Также эксперты Cloudflare сообщают, что прокси-серверы или балансировщики нагрузки HTTP/2 особенно восприимчивы к таким атакам. Так, сеть компании оказалась перегружена на участке между TLS-прокси и апстримом, поэтому ущерб был нанесен еще до того, как вредоносные запросы попали под блокировку. В итоге атаки привели к увеличению количества ошибок 502 для клиентов Cloudflare.
По словам представителей Cloudflare, в конечном итоге для борьбы с атаками HTTP/2 Rapid Reset была использована система, предназначенная для обработки гиперобъемных (hyper-volumetric) атак, под названием IP Jail, которую компания расширила для охвата всей своей инфраструктуры.
Эта система помещает IP-адреса нарушителей «в тюрьму» и запрещает им использовать HTTP/2 для любого домена Cloudflare в течение определенного периода времени, при этом для реальных пользователей, использующих этот IP-адрес, производительность снижается лишь незначительно.
Компания Amazon, в свою очередь заявила, что отразила уже десятки подобных атак, однако не раскрывает подробной информации об этих инцидентах и их последствиях. Лишь подчеркивается, что доступность клиентских сервисов была сохранена.
В Google заявили, что компании удалось смягчить эти атаки, увеличив дополнительную пропускную способность на границе своей сети.
В итоге все три компании делают вывод, что наилучшим способом защиты от HTTP/2 Rapid Reset будет использование всех доступных средств защиты от HTTP-флуда, а также повышение устойчивости к DDoS-атакам посредством многогранных защитных мер.
К сожалению, поскольку данные атаки строятся на протоколе HTTP/2, не существует единого решения, позволяющего полностью блокировать этот вид DDoS’а.
«Средства защиты от этого вектора атак могут принимать различные формы, но в основном они сводятся к отслеживанию статистики соединений и использованию различных сигналов и бизнес-логики для определения полезности каждого соединения, — рассказывают инженеры Google. — Например, если соединение имеет более 100 запросов и более 50% из них отменены, оно становится кандидатом для применения ответных мер.
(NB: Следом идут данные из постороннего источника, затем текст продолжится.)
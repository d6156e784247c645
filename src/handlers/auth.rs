use axum::{
    extract::{Json, State},
    http::StatusCode,
    response::IntoResponse,
};
use axum_extra::headers::{authorization::Bearer, Authorization};
use axum_extra::TypedHeader;
use serde_json::json;

use crate::{
    error::{AppError, AppResult},
    models::user::{AuthResponse, LoginPayload, RegisterPayload, User, ROLE_ADMIN, ROLE_EDITOR},
    state::AppState,
    utils::{
        jwt::{issue_token, verify_token},
        security::{hash_password, verify_password},
        validation::text_len,
    },
};

// POST /api/auth/register (el primer usuario se crea sin token y queda como admin)
pub async fn register_handler(
    State(state): State<AppState>,
    maybe_auth: Option<TypedHeader<Authorization<Bearer>>>,
    Json(payload): Json<RegisterPayload>,
) -> AppResult<impl IntoResponse> {
    let username = text_len("username", &payload.username, 3, 50)?;
    let email = text_len("email", &payload.email, 3, 254)?;
    if !email.contains('@') {
        return Err(AppError::Validation("El email no es válido".to_string()));
    }
    text_len("password", &payload.password, 8, 128)?;

    let user_count: i64 = sqlx::query_scalar("SELECT COUNT(*) FROM users")
        .fetch_one(&state.pool)
        .await
        .map_err(|e| AppError::from_db("users", e))?;

    // Si ya hay usuarios, exigimos token de admin
    if user_count > 0 {
        let TypedHeader(auth) = maybe_auth.ok_or_else(|| {
            AppError::Forbidden("Solo un admin puede crear usuarios".to_string())
        })?;
        let claims = verify_token(auth.token(), &state.config.jwt_secret)?;
        if !claims.is_admin() {
            return Err(AppError::Forbidden("Solo un admin puede crear usuarios".to_string()));
        }
    }

    let hashed_password = hash_password(&payload.password)?;
    let role = if user_count == 0 { ROLE_ADMIN } else { ROLE_EDITOR };

    let user = sqlx::query_as::<_, User>(
        "INSERT INTO users (username, email, password_hash, role)
         VALUES ($1, $2, $3, $4)
         RETURNING id, username, email, password_hash, role",
    )
    .bind(&username)
    .bind(&email)
    .bind(&hashed_password)
    .bind(role)
    .fetch_one(&state.pool)
    .await
    .map_err(|e| match AppError::from_db("users", e) {
        AppError::Conflict(_) => AppError::Conflict("El usuario o email ya existe".to_string()),
        other => other,
    })?;

    tracing::info!("Usuario {} creado con rol {}", user.username, user.role);
    Ok((
        StatusCode::CREATED,
        Json(json!({ "id": user.id, "username": user.username, "role": user.role })),
    ))
}

// POST /api/auth/login
pub async fn login_handler(
    State(state): State<AppState>,
    Json(payload): Json<LoginPayload>,
) -> AppResult<impl IntoResponse> {
    let user = sqlx::query_as::<_, User>(
        "SELECT id, username, email, password_hash, role FROM users WHERE email = $1",
    )
    .bind(payload.email.trim())
    .fetch_optional(&state.pool)
    .await
    .map_err(|e| AppError::from_db("users", e))?;

    // Mismo error para email inexistente y contraseña incorrecta
    let user = match user {
        Some(u) if verify_password(&payload.password, &u.password_hash) => u,
        _ => return Err(AppError::Unauthorized),
    };

    let token = issue_token(&user, &state.config.jwt_secret)?;
    Ok(Json(AuthResponse {
        token,
        token_type: "Bearer".to_string(),
        role: user.role,
    }))
}
use axum::{
    extract::{Request, State},
    middleware::Next,
    response::Response,
};
use axum_extra::headers::{authorization::Bearer, Authorization};
use axum_extra::TypedHeader;
use chrono::{Duration, Utc};
use jsonwebtoken::{decode, encode, DecodingKey, EncodingKey, Header, Validation};

use crate::{
    error::{AppError, AppResult},
    models::user::{Claims, User},
    state::AppState,
};

const TOKEN_HOURS: i64 = 24;

pub fn issue_token(user: &User, secret: &str) -> AppResult<String> {
    let now = Utc::now();
    let claims = Claims {
        sub: user.email.clone(),
        exp: (now + Duration::hours(TOKEN_HOURS)).timestamp() as usize,
        iat: now.timestamp() as usize,
        user_id: user.id,
        role: user.role.clone(),
    };
    encode(&Header::default(), &claims, &EncodingKey::from_secret(secret.as_bytes()))
        .map_err(|e| AppError::Internal(format!("no se pudo firmar el token: {e}")))
}

// Token falso, expirado o manipulado => 401
pub fn verify_token(token: &str, secret: &str) -> AppResult<Claims> {
    decode::<Claims>(token, &DecodingKey::from_secret(secret.as_bytes()), &Validation::default())
        .map(|data| data.claims)
        .map_err(|_| AppError::Unauthorized)
}

// Editores y admins: adjunta los claims para los handlers
pub async fn auth_middleware(
    State(state): State<AppState>,
    auth: Option<TypedHeader<Authorization<Bearer>>>,
    mut request: Request,
    next: Next,
) -> Result<Response, AppError> {
    let TypedHeader(auth) = auth.ok_or(AppError::Unauthorized)?;
    let claims = verify_token(auth.token(), &state.config.jwt_secret)?;
    request.extensions_mut().insert(claims);
    Ok(next.run(request).await)
}

pub async fn admin_middleware(
    State(state): State<AppState>,
    auth: Option<TypedHeader<Authorization<Bearer>>>,
    mut request: Request,
    next: Next,
) -> Result<Response, AppError> {
    let TypedHeader(auth) = auth.ok_or(AppError::Unauthorized)?;
    let claims = verify_token(auth.token(), &state.config.jwt_secret)?;
    if !claims.is_admin() {
        return Err(AppError::Forbidden(
            "Solo un admin puede realizar esta acción".to_string(),
        ));
    }
    request.extensions_mut().insert(claims);
    Ok(next.run(request).await)
}

#[cfg(test)]
mod tests {
    use super::*;

    fn user(role: &str) -> User {
        User {
            id: 7,
            username: "redaccion".into(),
            email: "redaccion@medios.example".into(),
            password_hash: String::new(),
            role: role.into(),
        }
    }

    #[test]
    fn issued_token_verifies_with_same_secret() {
        let token = issue_token(&user("editor"), "s3creto").unwrap();
        let claims = verify_token(&token, "s3creto").unwrap();
        assert_eq!(claims.user_id, 7);
        assert_eq!(claims.role, "editor");
        assert!(!claims.is_admin());
    }

    #[test]
    fn wrong_secret_is_unauthorized() {
        let token = issue_token(&user("admin"), "s3creto").unwrap();
        assert!(matches!(verify_token(&token, "otro"), Err(AppError::Unauthorized)));
    }
}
Масштабы и тип этих ответных мер зависят от степени риска для каждой конкретной платформы, но они могут варьироваться от принудительного использования фреймов GOAWAY, до немедленного закрытия TCP-соединения.
Для защиты от варианта атаки, когда злоумышленники не отменяют запросы сразу, мы рекомендуем серверам HTTP/2 закрывать соединения, превышающие лимит одновременных потоков. Это может происходить как сразу, так и после небольшого количества повторных нарушений».